— Не вижу особой, тем более политической смелости в том, чтобы воевать с мертвыми, делать их козлом отпущения за ошибки прошлого и, конечно же, недостатки настоящего. Обычно такой «смелостью» блещут те, кто при «живом начальстве» ел его глазами, вел себя, как говорится, тише воды, ниже травы. Уже потом, когда становится безопасно, они компенсируют свое малодушие и трусость «смелыми» проклятиями в адрес «тирана» и «деспота».
Среди высшего руководства Хрущев, пожалуй, больше всех заискивал перед Сталиным, боязнь которого принимала у Никиты Сергеевича болезненные, подчас анекдотичные формы, что, естественно, не способствовало повышению его авторитета в глазах Первого, и без того недолюбливавшего, как он говорил в раздражении, «Никиту». Хрущев, думаю, понимал это: но ничего не мог с собой сделать — есть вещи, неподвластные нашей воле. На заседаниях Политбюро, ответственных совещаниях, где мне довелось присутствовать, Никита Сергеевич в отличие, например, от Молотова или Жданова, возражавших, иногда довольно резко, Сталину, не то что сказать против, пикнуть не смел.
Что касается «гуманности», то она к истинным причинам разоблачения культа личности отношения не имеет, хотя, конечно, выпив и расчувствовавшись, Хрущев и мог пустить искреннюю слезу по поводу душераздирающего рассказа о страданиях в сталинских лагерях — при всей своей черствости по отношению к людям он был человеком эмоциональным, а кое в чем и сентиментальным. Вообще-то версия о «гуманности» его намерений была на руку Никите Сергеевичу, и он делал все, чтобы на этот крючок клюнуло как можно больше легковерных, благо проглотить его, а точнее, сделать вид, что поверили, и у нас в стране, и за рубежом их более чем достаточно.
Может быть, вам и неизвестно, но я еще не забыл, что в 30-е и 40-е гг. Хрущев водил прочную дружбу с A. M. Кагановичем, «железным наркомом», занимавшим в Политбюро самые жесткие, непримиримые позиции по отношению к «врагам народа». В тесном контакте с Кагановичем Хрущев сначала в Москве в предвоенные годы, а затем на Украине в послевоенные весьма, пожалуй, даже чересчур решительно очищал партийные организации от «переродившихся» и «вредительских элементов». В ходе чисток пострадало немало честных людей, что вызвало недовольство Сталина и послужило одной из причин утраты доверия его к Кагановичу. Хрущеву же удалось реабилитировать себя бесспорными успехами восстановления разрушенных войной сельского хозяйства и промышленности Украины.

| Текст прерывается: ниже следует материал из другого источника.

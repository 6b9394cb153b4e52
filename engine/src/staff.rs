//! Staff directory and round-robin auto-assignment.

use shared::models::{StaffMember, StaffRole, ZoneScope};
use std::collections::HashMap;

#[derive(Debug, Default)]
pub struct StaffStore {
    members: HashMap<String, StaffMember>,
}

impl StaffStore {
    pub fn new() -> Self {
        Self::default()
    }

    pub fn get(&self, id: &str) -> Option<&StaffMember> {
        self.members.get(id)
    }

    pub fn upsert(&mut self, member: StaffMember) {
        self.members.insert(member.id.clone(), member);
    }

    pub fn all(&self) -> impl Iterator<Item = &StaffMember> {
        self.members.values()
    }

    /// Active associates, falling back to every active member when no
    /// associate is on shift.
    fn eligible_pool(&self) -> Vec<&StaffMember> {
        let associates: Vec<&StaffMember> = self
            .members
            .values()
            .filter(|m| m.active && m.role == StaffRole::Associate)
            .collect();
        if !associates.is_empty() {
            return associates;
        }
        self.members.values().filter(|m| m.active).collect()
    }
}

/// One outstanding item waiting for a staff member: a task or a receiving
/// order, whichever the caller is reconciling.
pub struct PendingAssignment {
    pub id: String,
    pub location_id: String,
    pub created_at: i64,
}

pub struct Assignment {
    pub item_id: String,
    pub staff_id: String,
    pub used_fallback: bool,
}

/// Assign each pending item, in creation order, to the minimum-load eligible
/// staff member in scope of its location (falling back to the whole
/// eligible pool when no in-scope member exists). `current_load` must
/// return a member's open-task-plus-in-transit-order count as of the start
/// of this pass; load is tracked locally as assignments are made so two
/// items in the same batch don't collide on the same member.
pub fn assign_pending(
    staff: &StaffStore,
    mut pending: Vec<PendingAssignment>,
    current_load: impl Fn(&str) -> usize,
) -> Vec<Assignment> {
    pending.sort_by_key(|p| p.created_at);
    let pool = staff.eligible_pool();
    if pool.is_empty() {
        return Vec::new();
    }

    let mut load: HashMap<&str, usize> = pool
        .iter()
        .map(|m| (m.id.as_str(), current_load(&m.id)))
        .collect();

    let mut assignments = Vec::new();
    for item in &pending {
        let in_scope: Vec<&&StaffMember> = pool
            .iter()
            .filter(|m| m.zone_scope.covers(&item.location_id))
            .collect();
        let (subset, used_fallback): (Vec<&&StaffMember>, bool) = if in_scope.is_empty() {
            (pool.iter().collect(), true)
        } else {
            (in_scope, false)
        };

        let chosen = subset
            .into_iter()
            .min_by(|a, b| {
                let load_a = load[a.id.as_str()];
                let load_b = load[b.id.as_str()];
                load_a.cmp(&load_b).then_with(|| a.id.cmp(&b.id))
            })
            .map(|m| m.id.clone());

        if let Some(staff_id) = chosen {
            *load.get_mut(staff_id.as_str()).unwrap() += 1;
            assignments.push(Assignment {
                item_id: item.id.clone(),
                staff_id,
                used_fallback,
            });
        }
    }
    assignments
}

#[cfg(test)]
mod tests {
    use super::*;
    use shared::models::ZoneScope;

    fn member(id: &str, role: StaffRole, scope: ZoneScope) -> StaffMember {
        StaffMember {
            id: id.to_string(),
            name: id.to_string(),
            role,
            active: true,
            zone_scope: scope,
        }
    }

    #[test]
    fn picks_minimum_load_in_scope() {
        let mut staff = StaffStore::new();
        staff.upsert(member("alice", StaffRole::Associate, ZoneScope::All));
        staff.upsert(member("bob", StaffRole::Associate, ZoneScope::All));

        let pending = vec![PendingAssignment {
            id: "task-1".to_string(),
            location_id: "shelf-a".to_string(),
            created_at: 0,
        }];
        let assignments = assign_pending(&staff, pending, |id| if id == "alice" { 2 } else { 0 });
        assert_eq!(assignments.len(), 1);
        assert_eq!(assignments[0].staff_id, "bob");
        assert!(!assignments[0].used_fallback);
    }

    #[test]
    fn falls_back_to_whole_pool_when_out_of_scope() {
        let mut staff = StaffStore::new();
        staff.upsert(member(
            "alice",
            StaffRole::Associate,
            ZoneScope::Locations {
                location_ids: vec!["shelf-b".to_string()],
            },
        ));

        let pending = vec![PendingAssignment {
            id: "task-1".to_string(),
            location_id: "shelf-a".to_string(),
            created_at: 0,
        }];
        let assignments = assign_pending(&staff, pending, |_| 0);
        assert_eq!(assignments.len(), 1);
        assert_eq!(assignments[0].staff_id, "alice");
        assert!(assignments[0].used_fallback);
    }

    #[test]
    fn ties_break_on_ascending_member_id() {
        let mut staff = StaffStore::new();
        staff.upsert(member("bob", StaffRole::Associate, ZoneScope::All));
        staff.upsert(member("alice", StaffRole::Associate, ZoneScope::All));

        let pending = vec![PendingAssignment {
            id: "task-1".to_string(),
            location_id: "shelf-a".to_string(),
            created_at: 0,
        }];
        let assignments = assign_pending(&staff, pending, |_| 0);
        assert_eq!(assignments[0].staff_id, "alice");
    }
}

Помню, как в это время я позвонил Никите Сергеевичу, бывшему тогда первым секретарем Компартии республики, в Киев, попросил тщательней разобраться с группой ответственных работников сельского хозяйства, исключенных из партии, как я был убежден, необоснованно, — некоторых из них я знал очень хорошо. Хрущев, внимательно меня выслушав, обещал переговорить с Кагановичем, который был послан Политбюро на Украину, чтобы помочь ему организовать дело. Никита Сергеевич дал понять, что вопрос будет, видимо, решен положительно, и просил меня «не поднимать шума в Центре, что может только осложнить ситуацию». Не знаю, разговаривал ли он с Кагановичем или нет, только людям это не помогло.
Вообще, я обратил внимание на весьма странную вещь. Когда говорят о Сталине, все его действия обычно объясняют борьбой за власть, когда же речь заходит о Хрущеве, его акции приписывают исключительно благородным мотивам — «гуманности», «демократизации», «состраданию» и тому подобному. Не знаю, чего тут больше: наивности или сознательного самообольщения. Хрущев, как и Сталин, был политиком. И его действия определялись вполне прозаическими, политическими интересами, весьма далекими от возвышенных морально-нравственных категорий…
— Главной пружиной действий Хрущева была борьба за власть, за монопольное положение в партийном и государственном аппаратах, чего он в конце концов и добился, совместив два высших поста — Первого секретаря ЦК КПСС и Председателя Совета Министров СССР.